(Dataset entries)

--------------------------------------------------

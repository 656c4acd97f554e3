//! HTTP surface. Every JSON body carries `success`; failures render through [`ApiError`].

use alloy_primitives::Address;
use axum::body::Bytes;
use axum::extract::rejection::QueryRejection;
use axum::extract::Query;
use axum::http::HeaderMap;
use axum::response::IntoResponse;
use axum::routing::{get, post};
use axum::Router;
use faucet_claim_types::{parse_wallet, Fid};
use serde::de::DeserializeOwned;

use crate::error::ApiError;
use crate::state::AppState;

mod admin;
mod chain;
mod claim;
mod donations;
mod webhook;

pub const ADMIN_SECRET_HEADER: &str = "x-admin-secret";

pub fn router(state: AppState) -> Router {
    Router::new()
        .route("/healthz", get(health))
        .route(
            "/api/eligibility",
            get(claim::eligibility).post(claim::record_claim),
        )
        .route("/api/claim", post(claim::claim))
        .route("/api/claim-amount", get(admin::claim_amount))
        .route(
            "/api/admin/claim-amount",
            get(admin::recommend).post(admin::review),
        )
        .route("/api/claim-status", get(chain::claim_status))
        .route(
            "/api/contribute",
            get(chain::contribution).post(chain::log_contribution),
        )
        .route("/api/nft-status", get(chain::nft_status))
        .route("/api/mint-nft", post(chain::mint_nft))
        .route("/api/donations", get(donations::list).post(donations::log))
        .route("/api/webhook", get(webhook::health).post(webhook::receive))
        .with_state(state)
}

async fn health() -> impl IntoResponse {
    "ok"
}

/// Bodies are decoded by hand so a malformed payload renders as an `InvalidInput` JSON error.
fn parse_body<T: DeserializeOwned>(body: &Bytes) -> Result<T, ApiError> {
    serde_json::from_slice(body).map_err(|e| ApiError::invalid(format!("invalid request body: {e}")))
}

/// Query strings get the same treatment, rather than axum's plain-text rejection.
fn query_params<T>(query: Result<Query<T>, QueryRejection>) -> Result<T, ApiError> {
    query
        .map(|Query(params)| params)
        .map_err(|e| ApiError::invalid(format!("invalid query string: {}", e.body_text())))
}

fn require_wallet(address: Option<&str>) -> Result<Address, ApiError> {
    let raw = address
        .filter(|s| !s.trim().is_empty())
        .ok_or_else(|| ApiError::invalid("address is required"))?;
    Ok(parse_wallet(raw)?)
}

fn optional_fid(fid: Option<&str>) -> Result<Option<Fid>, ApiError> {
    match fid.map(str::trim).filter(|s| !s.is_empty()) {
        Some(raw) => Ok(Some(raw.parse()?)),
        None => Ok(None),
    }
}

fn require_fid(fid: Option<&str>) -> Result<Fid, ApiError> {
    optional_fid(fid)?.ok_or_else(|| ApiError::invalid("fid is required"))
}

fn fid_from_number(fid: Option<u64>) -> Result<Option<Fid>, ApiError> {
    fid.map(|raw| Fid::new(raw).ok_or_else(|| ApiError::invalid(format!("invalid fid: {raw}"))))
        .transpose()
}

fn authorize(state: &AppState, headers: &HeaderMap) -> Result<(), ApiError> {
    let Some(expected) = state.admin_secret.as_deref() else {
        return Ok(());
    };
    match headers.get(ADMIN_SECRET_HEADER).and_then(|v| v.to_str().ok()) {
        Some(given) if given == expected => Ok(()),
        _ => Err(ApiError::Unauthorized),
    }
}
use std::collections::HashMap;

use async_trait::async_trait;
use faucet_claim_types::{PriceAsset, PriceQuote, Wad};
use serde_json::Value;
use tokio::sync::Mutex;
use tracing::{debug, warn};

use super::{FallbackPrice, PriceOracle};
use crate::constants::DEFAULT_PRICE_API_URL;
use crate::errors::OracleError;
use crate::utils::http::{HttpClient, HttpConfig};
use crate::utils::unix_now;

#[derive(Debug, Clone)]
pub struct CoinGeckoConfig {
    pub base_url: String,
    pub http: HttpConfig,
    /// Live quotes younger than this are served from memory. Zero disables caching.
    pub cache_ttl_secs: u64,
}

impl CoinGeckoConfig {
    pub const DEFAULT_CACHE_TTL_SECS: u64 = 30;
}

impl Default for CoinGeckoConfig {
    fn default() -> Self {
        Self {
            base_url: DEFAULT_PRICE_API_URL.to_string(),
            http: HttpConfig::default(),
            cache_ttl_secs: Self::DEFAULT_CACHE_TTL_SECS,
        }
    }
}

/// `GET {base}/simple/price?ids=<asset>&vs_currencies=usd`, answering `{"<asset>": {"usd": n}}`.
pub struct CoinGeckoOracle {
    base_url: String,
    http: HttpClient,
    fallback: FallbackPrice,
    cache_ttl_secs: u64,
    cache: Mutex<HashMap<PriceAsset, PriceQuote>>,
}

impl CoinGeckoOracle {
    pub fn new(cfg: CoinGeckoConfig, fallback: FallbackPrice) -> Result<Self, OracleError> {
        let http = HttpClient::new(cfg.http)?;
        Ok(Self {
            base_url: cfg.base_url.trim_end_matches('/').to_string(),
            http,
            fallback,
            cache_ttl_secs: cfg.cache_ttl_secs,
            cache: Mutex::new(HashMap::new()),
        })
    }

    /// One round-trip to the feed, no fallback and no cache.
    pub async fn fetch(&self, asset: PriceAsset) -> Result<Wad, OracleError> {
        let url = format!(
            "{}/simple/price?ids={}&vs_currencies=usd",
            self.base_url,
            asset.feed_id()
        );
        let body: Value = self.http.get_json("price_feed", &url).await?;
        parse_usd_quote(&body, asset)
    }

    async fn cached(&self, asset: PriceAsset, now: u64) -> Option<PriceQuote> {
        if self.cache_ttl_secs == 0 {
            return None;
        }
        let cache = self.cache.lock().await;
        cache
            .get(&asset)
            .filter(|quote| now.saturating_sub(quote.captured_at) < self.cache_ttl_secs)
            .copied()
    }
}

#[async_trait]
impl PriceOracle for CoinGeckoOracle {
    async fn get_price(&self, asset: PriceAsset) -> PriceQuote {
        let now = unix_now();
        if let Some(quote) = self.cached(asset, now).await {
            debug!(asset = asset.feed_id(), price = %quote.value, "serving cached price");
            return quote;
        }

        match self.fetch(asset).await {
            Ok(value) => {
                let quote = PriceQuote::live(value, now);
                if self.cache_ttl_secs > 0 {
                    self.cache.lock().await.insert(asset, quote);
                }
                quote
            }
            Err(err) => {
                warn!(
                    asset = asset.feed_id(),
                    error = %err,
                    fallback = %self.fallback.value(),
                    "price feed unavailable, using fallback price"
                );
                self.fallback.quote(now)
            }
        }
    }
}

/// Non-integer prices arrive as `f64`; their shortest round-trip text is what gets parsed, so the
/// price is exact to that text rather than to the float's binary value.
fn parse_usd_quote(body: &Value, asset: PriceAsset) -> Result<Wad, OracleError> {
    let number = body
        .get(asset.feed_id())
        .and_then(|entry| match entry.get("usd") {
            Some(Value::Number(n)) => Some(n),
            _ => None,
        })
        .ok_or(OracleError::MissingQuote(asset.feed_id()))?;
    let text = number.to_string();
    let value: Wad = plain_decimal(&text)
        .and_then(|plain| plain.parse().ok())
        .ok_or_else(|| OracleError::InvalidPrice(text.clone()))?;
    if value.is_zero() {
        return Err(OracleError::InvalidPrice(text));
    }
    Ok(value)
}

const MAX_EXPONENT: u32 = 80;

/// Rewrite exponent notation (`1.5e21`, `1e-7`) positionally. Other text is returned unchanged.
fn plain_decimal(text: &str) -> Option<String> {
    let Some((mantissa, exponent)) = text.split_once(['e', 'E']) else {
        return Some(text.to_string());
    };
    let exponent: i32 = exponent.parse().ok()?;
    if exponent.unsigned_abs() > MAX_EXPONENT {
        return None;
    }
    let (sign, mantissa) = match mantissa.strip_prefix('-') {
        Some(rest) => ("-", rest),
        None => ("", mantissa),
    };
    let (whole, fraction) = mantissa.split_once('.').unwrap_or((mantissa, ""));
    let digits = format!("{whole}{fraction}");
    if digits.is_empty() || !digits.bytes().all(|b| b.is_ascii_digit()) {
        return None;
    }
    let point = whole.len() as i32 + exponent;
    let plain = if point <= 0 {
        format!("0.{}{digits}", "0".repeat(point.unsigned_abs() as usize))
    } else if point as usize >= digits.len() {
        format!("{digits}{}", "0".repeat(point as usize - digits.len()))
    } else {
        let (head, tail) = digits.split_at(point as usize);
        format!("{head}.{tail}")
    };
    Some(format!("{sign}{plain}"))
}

--------------------------------------------------

Give again, word for word, the records from their first line to the one with "Bodies are decoded", and leave out all else.

### SOLUTION TO THIS TASK
repository 656c4acd97f554e3
//! HTTP surface. Every JSON body carries `success`; failures render through [`ApiError`].

use alloy_primitives::Address;
use axum::body::Bytes;
use axum::extract::rejection::QueryRejection;
use axum::extract::Query;
use axum::http::HeaderMap;
use axum::response::IntoResponse;
use axum::routing::{get, post};
use axum::Router;
use faucet_claim_types::{parse_wallet, Fid};
use serde::de::DeserializeOwned;

use crate::error::ApiError;
use crate::state::AppState;

mod admin;
mod chain;
mod claim;
mod donations;
mod webhook;

pub const ADMIN_SECRET_HEADER: &str = "x-admin-secret";

pub fn router(state: AppState) -> Router {
    Router::new()
        .route("/healthz", get(health))
        .route(
            "/api/eligibility",
            get(claim::eligibility).post(claim::record_claim),
        )
        .route("/api/claim", post(claim::claim))
        .route("/api/claim-amount", get(admin::claim_amount))
        .route(
            "/api/admin/claim-amount",
            get(admin::recommend).post(admin::review),
        )
        .route("/api/claim-status", get(chain::claim_status))
        .route(
            "/api/contribute",
            get(chain::contribution).post(chain::log_contribution),
        )
        .route("/api/nft-status", get(chain::nft_status))
        .route("/api/mint-nft", post(chain::mint_nft))
        .route("/api/donations", get(donations::list).post(donations::log))
        .route("/api/webhook", get(webhook::health).post(webhook::receive))
        .with_state(state)
}

async fn health() -> impl IntoResponse {
    "ok"
}

/// Bodies are decoded by hand so a malformed payload renders as an `InvalidInput` JSON error.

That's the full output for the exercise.